Foods I hate
By: Yousef Awara
Hey everyone! I'm Yousef, and I'm back with my second blog. Today, I thought I could talk about something fun without any meaningful advice, so I will be yapping about foods that shouldn’t exist. Let’s start with ketchup. It is an unpopular opinion, but it is the worst condiment in existence. It ruins the flavour of the food and looks unappetizing. Whoever made this abomination is definitely a CIA agent trying to find new torture methods to use on us. MKultra does not hold water compared to this elaborate plot that they unleashed on us. Anyways, just use mayo, mustard, or anything else. Even those aren’t that great, but you won’t be in agony eating them….
…Also, there are food items worse than ketchup. For example, kale tastes like mouthwash purposefully designed for maximum mental agony. Health gurus pushing this abomination are secretly punishing you because some of them are sadists. If you like kale, your brain is tricking you, you are inhumane, or you want to suffer for the fun of it.
And then there is coleslaw. I’m just disappointed it’s a thing. Please, unless you are uncultured, don’t eat it. Every bite I take of coleslaw reminds me of how blessed I am to be an Egyptian. We actually prepare our vegetables right, with flavourful seasonings, and integrate them into large dishes.
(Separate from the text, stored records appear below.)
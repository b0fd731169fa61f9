use sea_orm::DbErr;
use test_utils::builder::TestBuilder;
use test_utils::factory;

use crate::server::data::activity::ActivityRepository;
use crate::server::data::comment::CommentRepository;
use crate::server::data::post::PostRepository;
use crate::server::service::comment::CommentService;
use crate::server::service::queue::JobQueue;

#[tokio::test]
async fn retraction_updates_count_activities_and_comment() -> Result<(), DbErr> {
    let test = TestBuilder::new().with_comment_tables().build().await.unwrap();
    let db = test.db.as_ref().unwrap();

    let author = factory::create_user(db).await?;
    let post = factory::create_post(db, author.id).await?;
    let follower = factory::create_user(db).await?;
    factory::helpers::add_follower(db, post.id, follower.id).await?;

    let (queue, _jobs) = JobQueue::new();
    let service = CommentService::new(db, &queue);

    let comment = service.create(author.id, "<p>oops</p>", &post).await.unwrap();
    let keeper = service.create(author.id, "<p>stays</p>", &post).await.unwrap();

    service.deactivate(comment.clone(), author.id).await.unwrap();

    let retracted = CommentRepository::new(db)
        .find_by_id(comment.id)
        .await?
        .unwrap();
    assert!(!retracted.active);
    assert_eq!(retracted.deactivated_by_id, Some(author.id));
    assert_eq!(retracted.comment_text, "<p>oops</p>");

    // notification rows for the retracted comment are gone, the rest stay
    assert!(ActivityRepository::new(db)
        .find_by_comment(comment.id)
        .await?
        .is_empty());
    assert_eq!(
        ActivityRepository::new(db)
            .find_by_comment(keeper.id)
            .await?
            .len(),
        1
    );

    let updated_post = PostRepository::new(db).find_by_id(post.id).await?.unwrap();
    assert_eq!(updated_post.num_comments, 1);
    assert_eq!(
        updated_post.num_comments as u64,
        CommentRepository::new(db)
            .count_active_by_post(post.id)
            .await?
    );

    Ok(())
}

#[tokio::test]
async fn retracting_twice_decrements_the_count_only_once() -> Result<(), DbErr> {
    let test = TestBuilder::new().with_comment_tables().build().await.unwrap();
    let db = test.db.as_ref().unwrap();

    let author = factory::create_user(db).await?;
    let post = factory::create_post(db, author.id).await?;

    let (queue, _jobs) = JobQueue::new();
    let service = CommentService::new(db, &queue);

    let retracted = service.create(author.id, "<p>oops</p>", &post).await.unwrap();
    let keeper = service.create(author.id, "<p>stays</p>", &post).await.unwrap();

    service.deactivate(retracted.clone(), author.id).await.unwrap();
    let once_retracted = CommentRepository::new(db)
        .find_by_id(retracted.id)
        .await?
        .unwrap();
    service.deactivate(once_retracted, author.id).await.unwrap();

    let updated_post = PostRepository::new(db).find_by_id(post.id).await?.unwrap();
    assert_eq!(updated_post.num_comments, 1);
    assert_eq!(
        updated_post.num_comments as u64,
        CommentRepository::new(db)
            .count_active_by_post(post.id)
            .await?
    );
    let kept = CommentRepository::new(db).find_by_id(keeper.id).await?.unwrap();
    assert!(kept.active);

    Ok(())
}

#[tokio::test]
async fn listing_skips_retracted_comments() -> Result<(), DbErr> {
    let test = TestBuilder::new().with_comment_tables().build().await.unwrap();
    let db = test.db.as_ref().unwrap();

    let author = factory::create_user(db).await?;
    let post = factory::create_post(db, author.id).await?;

    let (queue, _jobs) = JobQueue::new();
    let service = CommentService::new(db, &queue);

    let retracted = service.create(author.id, "<p>gone</p>", &post).await.unwrap();
    let kept = service.create(author.id, "<p>here</p>", &post).await.unwrap();
    service.deactivate(retracted, author.id).await.unwrap();

    let listed = service.find_for_post(post.id, author.id).await.unwrap();
    assert_eq!(listed.len(), 1);
    assert_eq!(listed[0].comment.id, kept.id);
    assert_eq!(listed[0].author.as_ref().map(|u| u.id), Some(author.id));

    Ok(())
}
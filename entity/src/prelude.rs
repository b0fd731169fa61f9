pub use super::activity::Entity as Activity;
pub use super::comment::Entity as Comment;
pub use super::community::Entity as Community;
pub use super::community_membership::Entity as CommunityMembership;
pub use super::follower::Entity as Follower;
pub use super::post::Entity as Post;
pub use super::project::Entity as Project;
pub use super::project_membership::Entity as ProjectMembership;
pub use super::thank::Entity as Thank;
pub use super::user::Entity as User;
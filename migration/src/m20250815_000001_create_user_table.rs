use sea_orm_migration::{prelude::*, schema::*};

#[derive(DeriveMigrationName)]
pub struct Migration;

#[async_trait::async_trait]
impl MigrationTrait for Migration {
    async fn up(&self, manager: &SchemaManager) -> Result<(), DbErr> {
        manager
            .create_table(
                Table::create()
                    .table(User::Table)
                    .if_not_exists()
                    .col(pk_auto(User::Id))
                    .col(string(User::Name))
                    .col(string_uniq(User::Email))
                    .col(string_null(User::AvatarUrl))
                    .col(integer(User::NewNotificationCount).default(0))
                    .col(
                        timestamp(User::CreatedAt)
                            .default(Expr::current_timestamp())
                            .not_null(),
                    )
                    .to_owned(),
            )
            .await
    }

    async fn down(&self, manager: &SchemaManager) -> Result<(), DbErr> {
        manager
            .drop_table(Table::drop().table(User::Table).to_owned())
            .await
    }
}

#[derive(DeriveIden)]
pub enum User {
    Table,
    Id,
    Name,
    Email,
    AvatarUrl,
    NewNotificationCount,
    CreatedAt,
}
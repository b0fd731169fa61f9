mod comment;
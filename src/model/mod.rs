pub mod api;
pub mod auth;
pub mod comment;
pub mod project;
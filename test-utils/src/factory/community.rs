//! Community factory for creating test community entities.

use crate::factory::helpers::next_id;
use chrono::Utc;
use sea_orm::{ActiveModelTrait, ActiveValue, DatabaseConnection, DbErr};

/// Creates a community with generated name and slug.
///
/// # Arguments
/// - `db` - Database connection
///
/// # Returns
/// - `Ok(entity::community::Model)` - Created community entity
/// - `Err(DbErr)` - Database error during insert
pub async fn create_community(db: &DatabaseConnection) -> Result<entity::community::Model, DbErr> {
    let id = next_id();
    entity::community::ActiveModel {
        name: ActiveValue::Set(format!("Community {}", id)),
        slug: ActiveValue::Set(format!("community-{}", id)),
        created_at: ActiveValue::Set(Utc::now()),
        ..Default::default()
    }
    .insert(db)
    .await
}
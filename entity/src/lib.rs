//! SeaORM entity definitions for the commons database schema.

pub mod prelude;

pub mod activity;
pub mod comment;
pub mod community;
pub mod community_membership;
pub mod follower;
pub mod post;
pub mod project;
pub mod project_membership;
pub mod thank;
pub mod user;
Abusing your dish, like coleslaw, with mayo is the worst thing you can do. It is the most mid condiment to exist on this earth (not as bad as ketchup, though).
Finally, let's talk about store-bought fish. Let's admit it: A lot of the fish have been frozen for weeks and taste like rubber once you’ve prepared it. The erasers I used to chew when I was a kid were more appetizing. Going to the local fish market or catching some yourself is a better alternative. Then, there are well-done steaks. Unless you love burnt tires and chewing your food for long periods, you’ll find the meat unpleasant.
So, kids, do not eat these foods because they are trash. Because this blog is kinda pointless, I am not going to end with a conclusion. Do what you will with this enlightening information, and I’ll be back in a month.